I keep running across people who develop what feels like a good relationship—only to find themselves hurt and betrayed when the other person dates or has sex with someone else. This can be devastating. You trusted this person, and now things are awful, and it hurts. You may be furious.
One person’s thought process goes like this: “How could he/she have slept with someone else?! We’ve been spending so much time together! He/she can’t keep his/her hands off me! We’ve met each other’s family. We have feelings for each other. Obviously we’ve had a real relationship. How dare he/she cheat on me?!?”
The other person’s thinking goes something like this: “I love spending time with Jordan. There’s a lot there I really like: doing things together, laughing, fooling around. It’s great, and I don’t want it to end. But that doesn’t mean I’m ready for a committed relationship. I never promised to be exclusive. I haven’t done anything wrong; I’m still a free person and I can date other people if I want to. I can’t believe Jordan doesn’t understand that.”
The only way to avoid this kind of pain and confusion is to talk candidly about your relationship status. Yes, that can be awkward. It’s risky to say you’d like to be exclusive if you aren’t positive the other person does too. But it’s even more risky to fall deeply in love with someone who may not be there for you.

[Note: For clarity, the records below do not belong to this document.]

//! Result trees.

use crate::value::Value;
use serde::{Serialize, Serializer, ser::SerializeMap as _};
use std::slice::Iter;

/// The resolved value of one requested field.
#[derive(Clone, Debug, PartialEq, Eq, Serialize)]
#[serde(untagged)]
pub enum Resolved {
    /// A one-to-one relationship without a match.
    Null,
    /// A scalar.
    Scalar(Value),
    /// A one-to-one relationship.
    Node(ResultNode),
    /// A one-to-many relationship, in the target's store order.
    List(Vec<ResultNode>),
}

impl Resolved {
    /// The scalar, if this is one.
    #[inline]
    #[must_use]
    pub const fn as_scalar(&self) -> Option<&Value> {
        match self {
            Self::Scalar(value) => Some(value),
            Self::Null | Self::Node(_) | Self::List(_) => None,
        }
    }

    /// The node, if this is one.
    #[inline]
    #[must_use]
    pub const fn as_node(&self) -> Option<&ResultNode> {
        match self {
            Self::Node(node) => Some(node),
            Self::Null | Self::Scalar(_) | Self::List(_) => None,
        }
    }

    /// The nodes, if this is a list.
    #[inline]
    #[must_use]
    pub fn as_list(&self) -> Option<&[ResultNode]> {
        match self {
            Self::List(nodes) => Some(nodes),
            Self::Null | Self::Scalar(_) | Self::Node(_) => None,
        }
    }

    /// Whether this is [`Null`](Self::Null).
    #[inline]
    #[must_use]
    pub const fn is_null(&self) -> bool {
        matches!(self, Self::Null)
    }
}

/// The result of resolving a selection against one instance: exactly the requested fields, in
/// request order.
///
/// Serializes as a map.
#[derive(Clone, Debug, Default, PartialEq, Eq)]
pub struct ResultNode {
    /// Field names and their resolved values.
    fields: Vec<(Box<str>, Resolved)>,
}

impl ResultNode {
    /// The resolved value of a field, if it was requested.
    #[inline]
    #[must_use]
    pub fn get(&self, name: &str) -> Option<&Resolved> {
        self.fields
            .iter()
            .find(|(field, _)| **field == *name)
            .map(|(_, value)| value)
    }

    /// The requested field names, in request order.
    #[inline]
    pub fn names(&self) -> impl Iterator<Item = &str> {
        self.fields.iter().map(|(name, _)| &**name)
    }

    /// Field names and resolved values, in request order.
    #[inline]
    pub fn iter(&self) -> Iter<'_, (Box<str>, Resolved)> {
        self.fields.iter()
    }

    /// The number of fields.
    #[inline]
    #[must_use]
    pub fn len(&self) -> usize {
        self.fields.len()
    }

    /// Whether there are no fields.
    #[inline]
    #[must_use]
    pub fn is_empty(&self) -> bool {
        self.fields.is_empty()
    }
}

impl FromIterator<(Box<str>, Resolved)> for ResultNode {
    #[inline]
    fn from_iter<I>(iter: I) -> Self
    where
        I: IntoIterator<Item = (Box<str>, Resolved)>,
    {
        Self {
            fields: iter.into_iter().collect(),
        }
    }
}

impl<'a> IntoIterator for &'a ResultNode {
    type Item = &'a (Box<str>, Resolved);
    type IntoIter = Iter<'a, (Box<str>, Resolved)>;

    #[inline]
    fn into_iter(self) -> Self::IntoIter {
        self.iter()
    }
}

impl Serialize for ResultNode {
    #[inline]
    fn serialize<S>(&self, serializer: S) -> Result<S::Ok, S::Error>
    where
        S: Serializer,
    {
        let mut map = serializer.serialize_map(Some(self.fields.len()))?;
        for (name, value) in &self.fields {
            map.serialize_entry(name, value)?;
        }
        map.end()
    }
}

There aren’t any rules about when exactly this conversation should happen. In some cases it might be in the first couple of months, if you’re both very into each other, it seems like it’s exclusive, and you just want to confirm that. “So, um, I really like being with you, and I don’t want to date anyone else. Are you feeling the same? Are we exclusive?” More often, you might bring this up months or a year into the relationship, when you’re pretty sure the other person is no longer using dating apps or involved with previous partners. It’s possible you’re wrong about that, which will hurt—but letting things go on longer will only end up hurting more.

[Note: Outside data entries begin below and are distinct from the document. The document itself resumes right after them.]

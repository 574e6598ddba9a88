//! Error types used by the schema, the resolver and settings loading.

use crate::schema::ScalarKind;
use config::ConfigError;
use std::{io::Error as IoError, path::PathBuf};
use thiserror::Error;
use toml::de::Error as TomlError;
use transitive::Transitive;

/// Errors that may occur when declaring a [`Schema`](crate::Schema).
#[derive(Clone, Debug, Error, PartialEq, Eq)]
#[non_exhaustive]
pub enum SchemaError {
    /// Two entity types share a name.
    #[error("entity type `{0}` is declared more than once")]
    DuplicateEntity(Box<str>),
    /// Two fields of one entity type share a name. This includes redeclaring the key field.
    #[error("field `{field}` is declared more than once on `{entity}`")]
    DuplicateField {
        /// The entity type declaring the field.
        entity: Box<str>,
        /// The repeated field name.
        field: Box<str>,
    },
    /// A relationship points at an entity type that was never declared.
    #[error("relationship `{entity}.{relationship}` targets undeclared entity type `{target}`")]
    UnknownTarget {
        /// The entity type owning the relationship.
        entity: Box<str>,
        /// The relationship name.
        relationship: Box<str>,
        /// The missing target type.
        target: Box<str>,
    },
    /// A relationship joins on a field that is not a scalar of the entity type it names.
    #[error("`{field}` is not a scalar field of `{entity}`")]
    UnknownKey {
        /// The entity type expected to own the key.
        entity: Box<str>,
        /// The key field name.
        field: Box<str>,
    },
    /// The two sides of a join hold values of different kinds and could never compare equal.
    #[error("relationship `{entity}.{relationship}` joins {local} with {target}")]
    KeyKindMismatch {
        /// The entity type owning the relationship.
        entity: Box<str>,
        /// The relationship name.
        relationship: Box<str>,
        /// The kind of the owner's key.
        local: ScalarKind,
        /// The kind of the target's key.
        target: ScalarKind,
    },
}

/// Errors raised for selections that cannot be evaluated. This is a client-input error: the
/// request names something the schema does not declare, or uses it in the wrong way.
#[derive(Clone, Debug, Error, PartialEq, Eq)]
#[non_exhaustive]
pub enum SelectionError {
    /// No entity type has this name.
    #[error("unknown entity type `{0}`")]
    UnknownEntity(Box<str>),
    /// The entity type has no field with this name.
    #[error("`{entity}` has no field `{field}`")]
    UnknownField {
        /// The entity type being selected from.
        entity: Box<str>,
        /// The requested field.
        field: Box<str>,
    },
    /// A relationship was selected without saying which of the related fields to include.
    #[error("relationship `{entity}.{field}` needs a nested selection")]
    MissingSubselection {
        /// The entity type being selected from.
        entity: Box<str>,
        /// The relationship name.
        field: Box<str>,
    },
    /// A scalar was selected with a nested selection.
    #[error("scalar `{entity}.{field}` cannot have a nested selection")]
    UnexpectedSubselection {
        /// The entity type being selected from.
        entity: Box<str>,
        /// The scalar field name.
        field: Box<str>,
    },
    /// A text search was requested on a field that does not hold text.
    #[error("`{entity}.{field}` is not a text field")]
    NotText {
        /// The entity type being searched.
        entity: Box<str>,
        /// The field name.
        field: Box<str>,
    },
}

/// Errors that reject a new instance. These are always raised before the store is touched.
#[derive(Clone, Debug, Error, PartialEq, Eq)]
#[non_exhaustive]
pub enum ValidationError {
    /// A declared scalar field was not given a value.
    #[error("missing value for `{entity}.{field}`")]
    MissingField {
        /// The entity type being created.
        entity: Box<str>,
        /// The missing field.
        field: Box<str>,
    },
    /// A value was given for something that is not a scalar field of the entity type.
    #[error("`{entity}` has no scalar field `{field}`")]
    UnexpectedField {
        /// The entity type being created.
        entity: Box<str>,
        /// The offending field name.
        field: Box<str>,
    },
    /// The same field was given more than once.
    #[error("`{entity}.{field}` was given more than once")]
    RepeatedField {
        /// The entity type being created.
        entity: Box<str>,
        /// The repeated field.
        field: Box<str>,
    },
    /// A value has the wrong kind for its field.
    #[error("`{entity}.{field}` expects {expected}")]
    TypeMismatch {
        /// The entity type being created.
        entity: Box<str>,
        /// The field name.
        field: Box<str>,
        /// The kind the field is declared with.
        expected: ScalarKind,
    },
    /// The caller tried to choose the key of an instance whose key is assigned by the store.
    #[error("the key of a new `{0}` is assigned by the store")]
    AssignedId(Box<str>),
    /// An instance with this key already exists.
    #[error("`{entity}` already has an instance with id {key}")]
    DuplicateKey {
        /// The entity type being created.
        entity: Box<str>,
        /// The conflicting key.
        key: i64,
    },
    /// Keys are positive; this one is not, or no further key can be assigned.
    #[error("{key} is not a valid key for `{entity}`")]
    InvalidKey {
        /// The entity type being created.
        entity: Box<str>,
        /// The rejected key.
        key: i64,
    },
}

/// Errors that may occur when creating an instance. Created by
/// [`Resolver::create_instance`](crate::Resolver::create_instance) and
/// [`Resolver::seed`](crate::Resolver::seed).
#[derive(Clone, Debug, Error, PartialEq, Eq)]
pub enum CreateError {
    /// The entity type does not exist.
    #[error(transparent)]
    Selection(#[from] SelectionError),
    /// The field values were rejected.
    #[error(transparent)]
    Validation(#[from] ValidationError),
}

/// Errors that may occur when a point lookup is required to find something. Created by
/// [`Resolver::require_by_key`](crate::Resolver::require_by_key).
#[derive(Clone, Debug, Error, PartialEq, Eq)]
pub enum LookupError {
    /// The selection was invalid.
    #[error(transparent)]
    Selection(#[from] SelectionError),
    /// There was no instance with the requested key.
    #[error("no `{entity}` with id {key}")]
    NotFound {
        /// The entity type searched.
        entity: Box<str>,
        /// The requested key.
        key: i64,
    },
}

/// Errors that may occur when loading [`Settings`](crate::Settings) or building a resolver from
/// them.
#[derive(Debug, Error, Transitive)]
#[transitive(from(ValidationError, CreateError))]
pub enum SettingsError {
    /// The configuration sources could not be read or deserialized.
    #[error(transparent)]
    Load(#[from] ConfigError),
    /// A seed file could not be read.
    #[error("failed to read seed file {}: {source}", path.display())]
    Read {
        /// The seed file.
        path: PathBuf,
        /// The source error.
        #[source]
        source: IoError,
    },
    /// A seed file is not valid TOML, or does not map entity names to lists of records.
    #[error(transparent)]
    Parse(#[from] TomlError),
    /// The built-in schema was rejected.
    #[error(transparent)]
    Schema(#[from] SchemaError),
    /// A seed record was rejected.
    #[error(transparent)]
    Seed(#[from] CreateError),
}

Of course, asking whether you’re exclusive is not the same as demanding to be exclusive. You can’t push someone to commit before he or she is ready. You can ask; but if the answer isn’t what you hoped, you then need to make your own decision to stay or go based on what’s right for you.
If the person isn’t ready to be exclusive, that isn’t necessarily a deal-breaker. Right now may be too soon for your significant other to commit, but six months from now the time might be right. Or it might not be…and there’s no way to know for sure.

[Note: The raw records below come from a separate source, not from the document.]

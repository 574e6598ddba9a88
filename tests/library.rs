//! End-to-end queries against the book library.

use config as _;
use either as _;
use nameof as _;
use parking_lot as _;
use serde as _;
use tempfile as _;
use thiserror as _;
use toml as _;
use tracing as _;
use transitive as _;

#[cfg(test)]
mod tests {
    use resolver::{
        Resolved, Resolver, ResultNode, Selection, Value,
        errors::{LookupError, SelectionError},
        library::{self, AUTHOR, BOOK},
    };
    use serde_json::{json, to_value};

    /// A resolver holding the library dataset.
    fn resolver() -> Resolver {
        let resolver = Resolver::new(library::schema().expect("library schema is valid"));
        library::seed(&resolver).expect("library seed is valid");
        resolver
    }

    /// The field names of a node, in order.
    fn names(node: &ResultNode) -> Vec<&str> {
        node.names().collect()
    }

    /// # Panics
    ///
    /// Panics if a result node contains fields other than the requested ones.
    #[test]
    fn exact_field_sets() {
        let resolver = resolver();
        let selections = [
            Selection::new(),
            Selection::new().field("id"),
            Selection::new().field("title").field("id"),
            Selection::new()
                .nested("author", Selection::new().field("name"))
                .field("author_id"),
        ];

        for selection in &selections {
            let expected = selection.fields().map(|f| f.name()).collect::<Vec<_>>();
            let books = resolver
                .resolve_collection(BOOK, selection)
                .expect("valid selection");
            assert_eq!(books.len(), 3);
            for book in &books {
                assert_eq!(names(book), expected);
            }
        }
    }

    /// # Panics
    ///
    /// Panics if the seed relationships resolve incorrectly.
    #[test]
    fn relationship_correctness() {
        let resolver = resolver();

        let orwell = resolver
            .require_by_key(
                AUTHOR,
                1,
                &Selection::new().nested("books", Selection::new().field("title")),
            )
            .expect("author 1 exists");
        assert_eq!(
            to_value(&orwell).expect("serializable"),
            json!({ "books": [{ "title": "1984" }, { "title": "Animal Farm" }] })
        );

        let titles = resolver
            .resolve_collection(BOOK, &Selection::new().field("title"))
            .expect("valid selection");
        assert_eq!(
            to_value(&titles).expect("serializable"),
            json!([
                { "title": "1984" },
                { "title": "Animal Farm" },
                { "title": "Harry Potter and the Philosopher's Stone" },
            ])
        );
    }

    /// # Panics
    ///
    /// Panics if nesting back through a relationship does not follow the keys.
    #[test]
    fn deep_nesting() {
        let resolver = resolver();
        let selection = Selection::new().field("title").nested(
            "author",
            Selection::new()
                .field("name")
                .nested("books", Selection::new().field("id")),
        );

        let book = resolver
            .resolve_by_key(BOOK, 3, &selection)
            .expect("valid selection")
            .expect("book 3 exists");
        assert_eq!(
            to_value(&book).expect("serializable"),
            json!({
                "title": "Harry Potter and the Philosopher's Stone",
                "author": { "name": "J.K. Rowling", "books": [{ "id": 3 }] },
            })
        );
    }

    /// # Panics
    ///
    /// Panics if an absent key is reported as anything but absent.
    #[test]
    fn absent_keys() {
        let resolver = resolver();
        let selection = Selection::new().field("name");

        for key in [0, 3, -1, i64::MAX] {
            assert_eq!(resolver.resolve_by_key(AUTHOR, key, &selection), Ok(None));
        }
        assert_eq!(
            resolver.require_by_key(AUTHOR, 3, &selection),
            Err(LookupError::NotFound {
                entity: AUTHOR.into(),
                key: 3,
            })
        );
        assert!(
            resolver
                .resolve_by_key(AUTHOR, 2, &selection)
                .is_ok_and(|author| author.is_some())
        );
    }

    /// # Panics
    ///
    /// Panics if repeated evaluation differs.
    #[test]
    fn idempotence() {
        let resolver = resolver();
        let selection = Selection::new()
            .field("name")
            .nested("books", Selection::new().field("title").field("id"));

        let first = resolver
            .resolve_collection(AUTHOR, &selection)
            .expect("valid selection");
        let second = resolver
            .resolve_collection(AUTHOR, &selection)
            .expect("valid selection");
        assert_eq!(first, second);
        assert_eq!(
            to_value(&first).expect("serializable"),
            to_value(&second).expect("serializable")
        );
    }

    /// # Panics
    ///
    /// Panics if creating an instance does not append exactly one node with the next key.
    #[test]
    fn mutation_monotonicity() {
        let resolver = resolver();
        let selection = Selection::new().field("id").field("title");
        let before = resolver
            .resolve_collection(BOOK, &selection)
            .expect("valid selection");

        let created = resolver
            .create_instance(
                BOOK,
                [
                    ("title", Value::from("Burmese Days")),
                    ("author_id", Value::Int(1)),
                ],
            )
            .expect("valid book");
        assert_eq!(
            to_value(&created).expect("serializable"),
            json!({ "id": 4, "title": "Burmese Days", "author_id": 1 })
        );

        let after = resolver
            .resolve_collection(BOOK, &selection)
            .expect("valid selection");
        assert_eq!(after.len(), before.len() + 1);
        assert_eq!(after[..before.len()], before[..]);
        assert_eq!(
            after.last().and_then(|book| book.get("id")),
            Some(&Resolved::Scalar(Value::Int(4)))
        );

        let orwell = resolver
            .require_by_key(
                AUTHOR,
                1,
                &Selection::new().nested("books", Selection::new().field("title")),
            )
            .expect("author 1 exists");
        assert_eq!(
            to_value(&orwell).expect("serializable"),
            json!({
                "books": [
                    { "title": "1984" },
                    { "title": "Animal Farm" },
                    { "title": "Burmese Days" },
                ],
            })
        );
    }

    /// # Panics
    ///
    /// Panics if the first created instance of an empty type does not get key 1.
    #[test]
    fn first_key() {
        let resolver = Resolver::new(library::schema().expect("library schema is valid"));
        let created = resolver
            .create_instance(AUTHOR, [("name", Value::from("George Orwell"))])
            .expect("valid author");
        assert_eq!(created.get("id"), Some(&Resolved::Scalar(Value::Int(1))));
    }

    /// # Panics
    ///
    /// Panics if title lookup is case sensitive or matches other fields.
    #[test]
    fn title_lookup() {
        let resolver = resolver();
        let selection = Selection::new().field("id");

        for needle in ["1984", "ANIMAL FARM", "harry potter and the philosopher's stone"] {
            assert!(
                resolver
                    .find_by_text(BOOK, "title", needle, &selection)
                    .is_ok_and(|book| book.is_some()),
                "{needle} should be found"
            );
        }
        let book = resolver
            .find_by_text(BOOK, "title", "Animal farm", &selection)
            .expect("valid lookup")
            .expect("book exists");
        assert_eq!(book.get("id"), Some(&Resolved::Scalar(Value::Int(2))));

        assert_eq!(
            resolver.find_by_text(BOOK, "title", "Animal", &selection),
            Ok(None)
        );
        assert_eq!(
            resolver.find_by_text(BOOK, "author_id", "1", &selection),
            Err(SelectionError::NotText {
                entity: BOOK.into(),
                field: "author_id".into(),
            })
        );
    }

    /// # Panics
    ///
    /// Panics if unrequested fields appear in a result.
    #[test]
    fn minimality() {
        let resolver = resolver();
        let authors = resolver
            .resolve_collection(AUTHOR, &Selection::new().field("name"))
            .expect("valid selection");

        assert_eq!(
            to_value(&authors).expect("serializable"),
            json!([{ "name": "George Orwell" }, { "name": "J.K. Rowling" }])
        );
        for author in &authors {
            assert!(author.get("id").is_none());
            assert!(author.get("books").is_none());
        }
    }

    /// # Panics
    ///
    /// Panics if invalid selections are not rejected, even against an empty store.
    #[test]
    fn invalid_selections() {
        let resolver = Resolver::new(library::schema().expect("library schema is valid"));

        let cases = [
            (
                AUTHOR,
                Selection::new().field("title"),
                SelectionError::UnknownField {
                    entity: AUTHOR.into(),
                    field: "title".into(),
                },
            ),
            (
                AUTHOR,
                Selection::new().field("books"),
                SelectionError::MissingSubselection {
                    entity: AUTHOR.into(),
                    field: "books".into(),
                },
            ),
            (
                BOOK,
                Selection::new().nested("title", Selection::new().field("id")),
                SelectionError::UnexpectedSubselection {
                    entity: BOOK.into(),
                    field: "title".into(),
                },
            ),
            (
                BOOK,
                Selection::new().nested("author", Selection::new().field("title")),
                SelectionError::UnknownField {
                    entity: AUTHOR.into(),
                    field: "title".into(),
                },
            ),
            (
                "Publisher",
                Selection::new().field("name"),
                SelectionError::UnknownEntity("Publisher".into()),
            ),
        ];

        for (entity, selection, expected) in cases {
            assert_eq!(
                resolver.resolve_collection(entity, &selection),
                Err(expected.clone())
            );
            assert_eq!(
                resolver.resolve_by_key(entity, 1, &selection),
                Err(expected)
            );
        }
    }

    /// # Panics
    ///
    /// Panics if resolving an empty store produces anything but an empty list.
    #[test]
    fn empty_store() {
        let resolver = Resolver::new(library::schema().expect("library schema is valid"));
        assert_eq!(
            resolver.resolve_collection(BOOK, &Selection::new().field("id")),
            Ok(Vec::new())
        );
    }

    /// # Panics
    ///
    /// Panics if relationships without a match do not resolve to `null` and `[]`.
    #[test]
    fn unmatched_relationships() {
        let resolver = resolver();

        let created = resolver
            .create_instance(
                BOOK,
                [
                    ("title", Value::from("Down and Out in Paris and London")),
                    ("author_id", Value::Int(99)),
                ],
            )
            .expect("authors are not checked on create");
        let Some(&Resolved::Scalar(Value::Int(key))) = created.get("id") else {
            panic!("created book should have an integer key");
        };
        let book = resolver
            .require_by_key(
                BOOK,
                key,
                &Selection::new().nested("author", Selection::new().field("name")),
            )
            .expect("book was created");
        assert_eq!(
            to_value(&book).expect("serializable"),
            json!({ "author": null })
        );

        let huxley = resolver
            .create_instance(AUTHOR, [("name", Value::from("Aldous Huxley"))])
            .expect("valid author");
        assert_eq!(huxley.get("id"), Some(&Resolved::Scalar(Value::Int(3))));
        let author = resolver
            .require_by_key(
                AUTHOR,
                3,
                &Selection::new().nested("books", Selection::new().field("title")),
            )
            .expect("author was created");
        assert_eq!(
            to_value(&author).expect("serializable"),
            json!({ "books": [] })
        );
    }
}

Whether staying non-committed is enough right now depends on all sorts of variables. One is your age and what you’re looking for. If you’re in your mid-30s and you want to have kids, you might not want to invest more time in a partner who isn’t ready. If you’re in your early 20s, it might not matter as much. Another variable is your emotional style. Maybe you’re someone who isn’t interested in keeping your options open; you want the security of knowing your SO is really your partner, really there for you, and anything short of that isn’t a fit for you. Another is your partner’s perspective. Has he said that he’s never interested in monogamy? (Believe him; he might change his mind, but that’s a long shot.) Has she said she’d like to settle down at some point but just isn’t ready? (Any hint at when she might be ready?) And then there’s what you’re learning. Maybe you think this situation is a chance to practice being in a relationship, even if it may never come with the commitment you want—and you’re willing to risk the pain of that in order to get the personal growth.
All this is incredibly personal. You might talk with friends about your priorities and mixed feelings, but only you can decide what’s best for you right now.
But the most important person to talk with is your SO. If the relationship isn’t the monogamous one you wanted, you can make an informed decision about how to deal with that. And if the two of you are exclusive, well, yay! 🙂
Marcia Whitney says
Thanks, Jill! Good advice. This came up naturally in my conversations with my sweetie, but if it hadn’t this would have been very helpful guidance.